Most employers and their legal counsel pay little attention to the actions of the National Labor Relation Board (NLRB). They assume that the NLRB only concerns itself with employers whose employees are members of a union. In many instances that is correct but in fact, the NLRB has jurisdiction over all private sector employers without regard to whether their workforce is unionized. From time to time, the NLRB steps away from resolving union election disputes and renders decisions that have very significant implications for all employers. That has been taking place for the past year regarding employer workplace rules and in particular, rules that seek to limit employee communications on social media.

The NLRB interprets and enforces the requirements of the National Labor Relations Act (NLRA). The NLRA prohibits employers from interfering with employees’ right to self-organization, including the right “to engage in concerted activities for the purpose of collective bargaining or other mutual aid or protection.” Over the past 2 years, the NLRB has applied this prohibition to a number of fairly common workplace rules and employee handbook provisions and found many of them to be in violation of the NLRA. Recently, the NLRB’s General Counsel authored a report “to offer guidance on my views of this evolving area of labor law, with the hope that it will help employers to review their handbooks and other rules, and conform them, if necessary, to ensure that they are lawful.”

The examples of rules the General Counsel lists as being in violation of the NLRA would surprise many employers and their employees. The following is just a sampling of such common workplace rules:

  • Prohibitions on sharing employee information outside work, including phone numbers and addresses
  • Prohibitions on discussing “work related matters” outside the workplace
  • Requirements that employees “be respectful of the Company and its employees”
  • Rules that require employees to refrain from conduct that may cause damage to the Company’s business or reputation
  • Rules against sending “unwanted, offensive or inappropriate” emails
  • Rules prohibiting employees from “discussing Company matters” with representatives of the media
  • Rules prohibiting use of Company logos in social media
  • Rules prohibiting employees from identifying the Company in personal social media postings
  • Rules prohibiting discussion or disclosure of an employee’s wages or benefits

My guess is that most employers have one or more of these rules in place, either in a handbook or in stand-alone policies. These types of rules have been regularly promulgated for the entirety of my 28 years of law practice and until now, never questioned.

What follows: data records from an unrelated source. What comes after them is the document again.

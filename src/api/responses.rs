//! API response structures

use chrono::{DateTime, Utc};
use serde::{Deserialize, Serialize};

use crate::state::{Phase, TimerState};

/// Response for state-changing endpoints
#[derive(Debug, Clone, Serialize, Deserialize)]
pub struct ApiResponse {
    pub status: String,
    pub message: String,
    pub timestamp: DateTime<Utc>,
    pub timer: TimerState,
}

impl ApiResponse {
    /// Create a response whose status mirrors the timer phase
    pub fn for_state(message: String, timer: TimerState) -> Self {
        let status = match timer.phase {
            Phase::Running => "running",
            Phase::Idle => "idle",
        };
        Self {
            status: status.to_string(),
            message,
            timestamp: Utc::now(),
            timer,
        }
    }
}

/// Full status report
#[derive(Debug, Clone, Serialize, Deserialize)]
pub struct StatusResponse {
    pub timer: TimerState,
    pub battery_percent: Option<f64>,
    pub uptime: String,
    pub port: u16,
    pub host: String,
    pub last_action: Option<String>,
    pub last_action_time: Option<DateTime<Utc>>,
}

/// Health check response
#[derive(Debug, Clone, Serialize, Deserialize)]
pub struct HealthResponse {
    pub status: String,
    pub timestamp: DateTime<Utc>,
    pub version: String,
}

impl HealthResponse {
    pub fn ok() -> Self {
        Self {
            status: "ok".to_string(),
            timestamp: Utc::now(),
            version: env!("CARGO_PKG_VERSION").to_string(),
        }
    }
}
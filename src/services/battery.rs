//! Battery readout from the kernel power-supply class

use std::fs;
use std::path::PathBuf;

use tracing::debug;

/// Raw battery reading as reported by the platform.
///
/// Missing fields default to -1, matching what the event source reports
/// when it has no value.
#[derive(Debug, Clone, Copy, PartialEq, Eq)]
pub struct BatteryReading {
    pub level: i64,
    pub scale: i64,
}

impl BatteryReading {
    /// Reading with both fields missing
    pub const UNKNOWN: Self = Self {
        level: -1,
        scale: -1,
    };

    pub fn new(level: i64, scale: i64) -> Self {
        Self { level, scale }
    }

    /// Battery fraction in [0, 1], or `None` when the reading is unusable.
    ///
    /// A non-positive scale or a negative level means the level is unknown,
    /// not that anything failed.
    pub fn fraction(&self) -> Option<f64> {
        if self.level < 0 || self.scale <= 0 {
            return None;
        }
        Some((self.level as f64 / self.scale as f64).clamp(0.0, 1.0))
    }
}

/// Source of battery readings
pub trait BatteryProbe: Send + Sync {
    /// Read the current battery level; never fails, unusable values are
    /// reported as [`BatteryReading::UNKNOWN`]
    fn read(&self) -> BatteryReading;
}

/// Probe reading charge counters from a power-supply sysfs directory.
///
/// Prefers the energy counters, falls back to charge counters, and finally
/// to the precomputed `capacity` percentage.
pub struct SysfsBatteryProbe {
    dir: PathBuf,
}

impl SysfsBatteryProbe {
    pub fn new(dir: impl Into<PathBuf>) -> Self {
        Self { dir: dir.into() }
    }

    fn read_value(&self, name: &str) -> Option<i64> {
        let raw = fs::read_to_string(self.dir.join(name)).ok()?;
        raw.trim().parse().ok()
    }
}

impl BatteryProbe for SysfsBatteryProbe {
    fn read(&self) -> BatteryReading {
        for (now, full) in [("energy_now", "energy_full"), ("charge_now", "charge_full")] {
            if let (Some(level), Some(scale)) = (self.read_value(now), self.read_value(full)) {
                return BatteryReading::new(level, scale);
            }
        }
        if let Some(percent) = self.read_value("capacity") {
            return BatteryReading::new(percent, 100);
        }
        debug!(dir = %self.dir.display(), "no readable battery counters");
        BatteryReading::UNKNOWN
    }
}

/// Check whether the probe yields a usable reading.
///
/// Used at startup for a diagnostic only; an unusable battery source is a
/// degraded mode, not an error.
pub fn probe_status(probe: &dyn BatteryProbe) -> Result<(), String> {
    match probe.read().fraction() {
        Some(_) => Ok(()),
        None => Err("battery supply reports no usable level".to_string()),
    }
}

#[cfg(test)]
mod tests {
    use std::fs;

    use super::*;

    #[test]
    fn fraction_of_half_full_battery() {
        assert_eq!(BatteryReading::new(50, 100).fraction(), Some(0.5));
    }

    #[test]
    fn zero_scale_is_unknown() {
        assert_eq!(BatteryReading::new(50, 0).fraction(), None);
    }

    #[test]
    fn missing_fields_are_unknown() {
        assert_eq!(BatteryReading::UNKNOWN.fraction(), None);
        assert_eq!(BatteryReading::new(-1, 100).fraction(), None);
        assert_eq!(BatteryReading::new(50, -1).fraction(), None);
    }

    #[test]
    fn overfull_reading_is_clamped() {
        assert_eq!(BatteryReading::new(110, 100).fraction(), Some(1.0));
    }

    #[test]
    fn sysfs_probe_prefers_energy_counters() {
        let dir = tempfile::tempdir().unwrap();
        fs::write(dir.path().join("energy_now"), "401000\n").unwrap();
        fs::write(dir.path().join("energy_full"), "802000\n").unwrap();
        fs::write(dir.path().join("capacity"), "99\n").unwrap();

        let probe = SysfsBatteryProbe::new(dir.path());
        assert_eq!(probe.read(), BatteryReading::new(401000, 802000));
    }

    #[test]
    fn sysfs_probe_falls_back_to_charge_then_capacity() {
        let dir = tempfile::tempdir().unwrap();
        fs::write(dir.path().join("charge_now"), "30\n").unwrap();
        fs::write(dir.path().join("charge_full"), "60\n").unwrap();
        let probe = SysfsBatteryProbe::new(dir.path());
        assert_eq!(probe.read(), BatteryReading::new(30, 60));

        fs::remove_file(dir.path().join("charge_now")).unwrap();
        fs::write(dir.path().join("capacity"), "75\n").unwrap();
        assert_eq!(probe.read(), BatteryReading::new(75, 100));
    }

    #[test]
    fn sysfs_probe_reports_unknown_for_empty_dir() {
        let dir = tempfile::tempdir().unwrap();
        let probe = SysfsBatteryProbe::new(dir.path());
        assert_eq!(probe.read(), BatteryReading::UNKNOWN);
        assert!(probe_status(&probe).is_err());
    }
}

If an employer takes any form of disciplinary action based on a rule such as these which the NLRB finds to have a chilling effect on employees’ rights to concerted activity, affected employees may be entitled to reinstatement, back pay and attorney fees. In addition, the NLRB General Counsel can seek review of an employer’s workplace rules even if they have not been enforced on the premise they may be causing an unlawful chilling effect.

If your business is like most, it prepared an employee handbook or set of workplace rules 10 – 15 years ago and there has been very little thought put into it since. Now is probably a good time to pull it out of the drawer and have it reviewed for NLRA compliance.